All records given below must be printed word for word.

The data START

//! Resolution environment shared by the references of one document.

use std::rc::{Rc, Weak};

use serde_json::{json, Map, Value};
use tracing::{debug, trace};

use crate::cache::{CacheEntry, ContextCache, FILE_CONTENT};
use crate::document_reference::DocumentReference;
use crate::error::SpecError;
use crate::loader::{load_uri, parse_document};
use crate::object::SpecObject;
use crate::pointer::JsonPointer;
use crate::property::{ObjectRef, Property};
use crate::reference::Reference;
use crate::target::ReferenceTarget;
use crate::types::{ref_marker, FailurePolicy, OpenApiVersion, ResolveMode, REF_KEY};
use crate::uri;

/// Base document, base URI, memo cache, mode and failure policy of a
/// resolution pass.
///
/// Built once and then shared as `Rc<ReferenceContext>`; references hold it
/// weakly, so the owner (usually a [`crate::Document`]) must keep it alive.
#[derive(Debug)]
pub struct ReferenceContext {
    base_spec: Option<Weak<SpecObject>>,
    uri: String,
    cache: Rc<ContextCache>,
    mode: ResolveMode,
    failure_policy: FailurePolicy,
}

impl ReferenceContext {
    /// Create a context for the document at `uri`.
    ///
    /// `base_spec` is the already-built root of that document; without it,
    /// same-document references are resolved by reading the file again.
    ///
    /// # Errors
    ///
    /// Returns `SpecError::Unresolvable` if `uri` is a relative path.
    pub fn new(base_spec: Option<&ObjectRef>, uri: &str) -> Result<Self, SpecError> {
        Ok(Self {
            base_spec: base_spec.map(Rc::downgrade),
            uri: uri::normalize_uri(uri)?,
            cache: Rc::new(ContextCache::new()),
            mode: ResolveMode::All,
            failure_policy: FailurePolicy::Fail,
        })
    }

    /// Share `cache` with another context.
    pub fn with_cache(mut self, cache: Rc<ContextCache>) -> Self {
        self.cache = cache;
        self
    }

    pub fn with_mode(mut self, mode: ResolveMode) -> Self {
        self.mode = mode;
        self
    }

    pub fn with_failure_policy(mut self, policy: FailurePolicy) -> Self {
        self.failure_policy = policy;
        self
    }

    pub fn base_spec(&self) -> Option<ObjectRef> {
        self.base_spec.as_ref().and_then(Weak::upgrade)
    }

    /// Absolute URI of the base document.
    pub fn uri(&self) -> &str {
        &self.uri
    }

    pub fn cache(&self) -> &Rc<ContextCache> {
        &self.cache
    }

    pub fn mode(&self) -> ResolveMode {
        self.mode
    }

    pub fn failure_policy(&self) -> FailurePolicy {
        self.failure_policy
    }

    /// Resolve `uri` against the base URI.
    ///
    /// # Errors
    ///
    /// Returns `SpecError::Unresolvable` if `uri` has no path.
    pub fn resolve_relative_uri(&self, uri: &str) -> Result<String, SpecError> {
        uri::resolve_relative_uri(&self.uri, uri)
    }

    /// Parsed content of the document at absolute `uri`, read at most once.
    ///
    /// # Errors
    ///
    /// Returns IO or parse errors of the first read.
    pub fn fetch_referenced_file(&self, uri: &str) -> Result<Rc<Value>, SpecError> {
        if let Some(content) = self.cache.file(uri) {
            debug!(uri, "document served from cache");
            return Ok(content);
        }
        debug!(uri, "fetching referenced document");
        let text = load_uri(uri)?;
        let content = Rc::new(parse_document(&text, uri)?);
        self.cache.set_file(uri, Rc::clone(&content));
        Ok(content)
    }

    /// Evaluate `pointer` in `data` (the content of `uri`) and build the result.
    ///
    /// Results are memoized under `uri#pointer` and the target's key, so a
    /// second lookup returns the same node. Null results and reference markers
    /// are never memoized; a marker comes back as a new [`Reference`] carrying
    /// `target`.
    ///
    /// # Errors
    ///
    /// Returns `SpecError::NonexistentPointer` if the pointer does not resolve.
    pub fn resolve_reference_data(
        &self,
        uri: &str,
        pointer: &JsonPointer,
        data: &Value,
        target: Option<&ReferenceTarget>,
        version: OpenApiVersion,
    ) -> Result<Property, SpecError> {
        let key = DocumentReference::new(uri, pointer.clone()).to_string();
        let type_key = target.map(ReferenceTarget::as_string);

        if let Some(CacheEntry::Resolved(cached)) = self.cache.get(&key, type_key.as_deref()) {
            trace!(reference = %key, "reference served from cache");
            return Ok(cached);
        }

        let found = pointer.evaluate(data)?;
        if found.is_null() {
            return Ok(Property::null());
        }
        if ref_marker(found).is_some() {
            let reference = Reference::from_value(found, version, target.cloned())?;
            return Ok(Property::Reference(reference));
        }

        let parsed = match target {
            Some(target) => target.create_instance(found)?.map(Property::Object),
            None => None,
        };
        let parsed = parsed.unwrap_or_else(|| Property::Value(found.clone()));
        self.cache.set(
            &key,
            type_key.as_deref(),
            CacheEntry::Resolved(parsed.clone()),
        );
        Ok(parsed)
    }

    /// Content of the document at `file` with its references rewritten relative
    /// to this context's base document.
    ///
    /// References into `file` itself are inlined; a reference met again while
    /// inlining is kept as an absolute reference. References to other
    /// documents and `externalValue` links are made relative to the base URI.
    ///
    /// # Errors
    ///
    /// Returns `SpecError::NonexistentPointer` for dangling same-file references.
    pub fn adjusted_document(&self, file: &str, content: &Value) -> Result<Rc<Value>, SpecError> {
        let key = format!("{}://{}", FILE_CONTENT, file);
        if let Some(CacheEntry::File(adjusted)) = self.cache.get(&key, Some(self.uri())) {
            return Ok(adjusted);
        }
        let adjusted = Rc::new(self.adjust_relative_references(content, file, content, false)?);
        self.cache
            .set(&key, Some(self.uri()), CacheEntry::File(Rc::clone(&adjusted)));
        Ok(adjusted)
    }

    fn adjust_relative_references(
        &self,
        value: &Value,
        base_path: &str,
        file_root: &Value,
        inside_inline: bool,
    ) -> Result<Value, SpecError> {
        match value {
            Value::Object(map) => {
                let mut adjusted = Map::new();
                for (key, item) in map {
                    match (key.as_str(), item) {
                        (REF_KEY, Value::String(reference)) if reference.starts_with('#') => {
                            let pointer = DocumentReference::parse(reference)?;
                            let inlined = pointer.pointer().evaluate(file_root)?;
                            if inside_inline {
                                let absolute = format!("{}{}", base_path, reference);
                                return Ok(json!({ REF_KEY: absolute }));
                            }
                            return self.adjust_relative_references(
                                inlined,
                                base_path,
                                file_root,
                                true,
                            );
                        }
                        (REF_KEY, Value::String(reference)) => {
                            let absolute = uri::resolve_relative_uri(base_path, reference)?;
                            adjusted.insert(
                                key.clone(),
                                Value::String(self.relative_to_base(&absolute)),
                            );
                        }
                        ("externalValue", Value::String(external)) => {
                            let absolute = uri::resolve_relative_uri(base_path, external)?;
                            adjusted.insert(
                                key.clone(),
                                Value::String(uri::make_relative_path(&self.uri, &absolute)),
                            );
                        }
                        _ => {
                            let item = self.adjust_relative_references(
                                item,
                                base_path,
                                file_root,
                                inside_inline,
                            )?;
                            adjusted.insert(key.clone(), item);
                        }
                    }
                }
                Ok(Value::Object(adjusted))
            }
            Value::Array(items) => items
                .iter()
                .map(|item| {
                    self.adjust_relative_references(item, base_path, file_root, inside_inline)
                })
                .collect::<Result<Vec<_>, _>>()
                .map(Value::Array),
            other => Ok(other.clone()),
        }
    }

    /// `#fragment` for targets inside the base document, a relative path otherwise.
    fn relative_to_base(&self, absolute: &str) -> String {
        let (document, fragment) = match absolute.split_once('#') {
            Some((document, fragment)) => (document, Some(fragment)),
            None => (absolute, None),
        };
        if document == self.uri {
            return format!("#{}", fragment.unwrap_or(""));
        }
        uri::make_relative_path(&self.uri, absolute)
    }
}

The data END

Response area:
//! Resolution environment shared by the references of one document.

use std::rc::{Rc, Weak};

use serde_json::{json, Map, Value};
use tracing::{debug, trace};

use crate::cache::{CacheEntry, ContextCache, FILE_CONTENT};
use crate::document_reference::DocumentReference;
use crate::error::SpecError;
use crate::loader::{load_uri, parse_document};
use crate::object::SpecObject;
use crate::pointer::JsonPointer;
use crate::property::{ObjectRef, Property};
use crate::reference::Reference;
use crate::target::ReferenceTarget;
use crate::types::{ref_marker, FailurePolicy, OpenApiVersion, ResolveMode, REF_KEY};
use crate::uri;

/// Base document, base URI, memo cache, mode and failure policy of a
/// resolution pass.
///
/// Built once and then shared as `Rc<ReferenceContext>`; references hold it
/// weakly, so the owner (usually a [`crate::Document`]) must keep it alive.
#[derive(Debug)]
pub struct ReferenceContext {
    base_spec: Option<Weak<SpecObject>>,
    uri: String,
    cache: Rc<ContextCache>,
    mode: ResolveMode,
    failure_policy: FailurePolicy,
}

impl ReferenceContext {
    /// Create a context for the document at `uri`.
    ///
    /// `base_spec` is the already-built root of that document; without it,
    /// same-document references are resolved by reading the file again.
    ///
    /// # Errors
    ///
    /// Returns `SpecError::Unresolvable` if `uri` is a relative path.
    pub fn new(base_spec: Option<&ObjectRef>, uri: &str) -> Result<Self, SpecError> {
        Ok(Self {
            base_spec: base_spec.map(Rc::downgrade),
            uri: uri::normalize_uri(uri)?,
            cache: Rc::new(ContextCache::new()),
            mode: ResolveMode::All,
            failure_policy: FailurePolicy::Fail,
        })
    }

    /// Share `cache` with another context.
    pub fn with_cache(mut self, cache: Rc<ContextCache>) -> Self {
        self.cache = cache;
        self
    }

    pub fn with_mode(mut self, mode: ResolveMode) -> Self {
        self.mode = mode;
        self
    }

    pub fn with_failure_policy(mut self, policy: FailurePolicy) -> Self {
        self.failure_policy = policy;
        self
    }

    pub fn base_spec(&self) -> Option<ObjectRef> {
        self.base_spec.as_ref().and_then(Weak::upgrade)
    }

    /// Absolute URI of the base document.
    pub fn uri(&self) -> &str {
        &self.uri
    }

    pub fn cache(&self) -> &Rc<ContextCache> {
        &self.cache
    }

    pub fn mode(&self) -> ResolveMode {
        self.mode
    }

    pub fn failure_policy(&self) -> FailurePolicy {
        self.failure_policy
    }

    /// Resolve `uri` against the base URI.
    ///
    /// # Errors
    ///
    /// Returns `SpecError::Unresolvable` if `uri` has no path.
    pub fn resolve_relative_uri(&self, uri: &str) -> Result<String, SpecError> {
        uri::resolve_relative_uri(&self.uri, uri)
    }

    /// Parsed content of the document at absolute `uri`, read at most once.
    ///
    /// # Errors
    ///
    /// Returns IO or parse errors of the first read.
    pub fn fetch_referenced_file(&self, uri: &str) -> Result<Rc<Value>, SpecError> {
        if let Some(content) = self.cache.file(uri) {
            debug!(uri, "document served from cache");
            return Ok(content);
        }
        debug!(uri, "fetching referenced document");
        let text = load_uri(uri)?;
        let content = Rc::new(parse_document(&text, uri)?);
        self.cache.set_file(uri, Rc::clone(&content));
        Ok(content)
    }

    /// Evaluate `pointer` in `data` (the content of `uri`) and build the result.
    ///
    /// Results are memoized under `uri#pointer` and the target's key, so a
    /// second lookup returns the same node. Null results and reference markers
    /// are never memoized; a marker comes back as a new [`Reference`] carrying
    /// `target`.
    ///
    /// # Errors
    ///
    /// Returns `SpecError::NonexistentPointer` if the pointer does not resolve.
    pub fn resolve_reference_data(
        &self,
        uri: &str,
        pointer: &JsonPointer,
        data: &Value,
        target: Option<&ReferenceTarget>,
        version: OpenApiVersion,
    ) -> Result<Property, SpecError> {
        let key = DocumentReference::new(uri, pointer.clone()).to_string();
        let type_key = target.map(ReferenceTarget::as_string);

        if let Some(CacheEntry::Resolved(cached)) = self.cache.get(&key, type_key.as_deref()) {
            trace!(reference = %key, "reference served from cache");
            return Ok(cached);
        }

        let found = pointer.evaluate(data)?;
        if found.is_null() {
            return Ok(Property::null());
        }
        if ref_marker(found).is_some() {
            let reference = Reference::from_value(found, version, target.cloned())?;
            return Ok(Property::Reference(reference));
        }

        let parsed = match target {
            Some(target) => target.create_instance(found)?.map(Property::Object),
            None => None,
        };
        let parsed = parsed.unwrap_or_else(|| Property::Value(found.clone()));
        self.cache.set(
            &key,
            type_key.as_deref(),
            CacheEntry::Resolved(parsed.clone()),
        );
        Ok(parsed)
    }

    /// Content of the document at `file` with its references rewritten relative
    /// to this context's base document.
    ///
    /// References into `file` itself are inlined; a reference met again while
    /// inlining is kept as an absolute reference. References to other
    /// documents and `externalValue` links are made relative to the base URI.
    ///
    /// # Errors
    ///
    /// Returns `SpecError::NonexistentPointer` for dangling same-file references.
    pub fn adjusted_document(&self, file: &str, content: &Value) -> Result<Rc<Value>, SpecError> {
        let key = format!("{}://{}", FILE_CONTENT, file);
        if let Some(CacheEntry::File(adjusted)) = self.cache.get(&key, Some(self.uri())) {
            return Ok(adjusted);
        }
        let adjusted = Rc::new(self.adjust_relative_references(content, file, content, false)?);
        self.cache
            .set(&key, Some(self.uri()), CacheEntry::File(Rc::clone(&adjusted)));
        Ok(adjusted)
    }

    fn adjust_relative_references(
        &self,
        value: &Value,
        base_path: &str,
        file_root: &Value,
        inside_inline: bool,
    ) -> Result<Value, SpecError> {
        match value {
            Value::Object(map) => {
                let mut adjusted = Map::new();
                for (key, item) in map {
                    match (key.as_str(), item) {
                        (REF_KEY, Value::String(reference)) if reference.starts_with('#') => {
                            let pointer = DocumentReference::parse(reference)?;
                            let inlined = pointer.pointer().evaluate(file_root)?;
                            if inside_inline {
                                let absolute = format!("{}{}", base_path, reference);
                                return Ok(json!({ REF_KEY: absolute }));
                            }
                            return self.adjust_relative_references(
                                inlined,
                                base_path,
                                file_root,
                                true,
                            );
                        }
                        (REF_KEY, Value::String(reference)) => {
                            let absolute = uri::resolve_relative_uri(base_path, reference)?;
                            adjusted.insert(
                                key.clone(),
                                Value::String(self.relative_to_base(&absolute)),
                            );
                        }
                        ("externalValue", Value::String(external)) => {
                            let absolute = uri::resolve_relative_uri(base_path, external)?;
                            adjusted.insert(
                                key.clone(),
                                Value::String(uri::make_relative_path(&self.uri, &absolute)),
                            );
                        }
                        _ => {
                            let item = self.adjust_relative_references(
                                item,
                                base_path,
                                file_root,
                                inside_inline,
                            )?;
                            adjusted.insert(key.clone(), item);
                        }
                    }
                }
                Ok(Value::Object(adjusted))
            }
            Value::Array(items) => items
                .iter()
                .map(|item| {
                    self.adjust_relative_references(item, base_path, file_root, inside_inline)
                })
                .collect::<Result<Vec<_>, _>>()
                .map(Value::Array),
            other => Ok(other.clone()),
        }
    }

    /// `#fragment` for targets inside the base document, a relative path otherwise.
    fn relative_to_base(&self, absolute: &str) -> String {
        let (document, fragment) = match absolute.split_once('#') {
            Some((document, fragment)) => (document, Some(fragment)),
            None => (absolute, None),
        };
        if document == self.uri {
            return format!("#{}", fragment.unwrap_or(""));
        }
        uri::make_relative_path(&self.uri, absolute)
    }
}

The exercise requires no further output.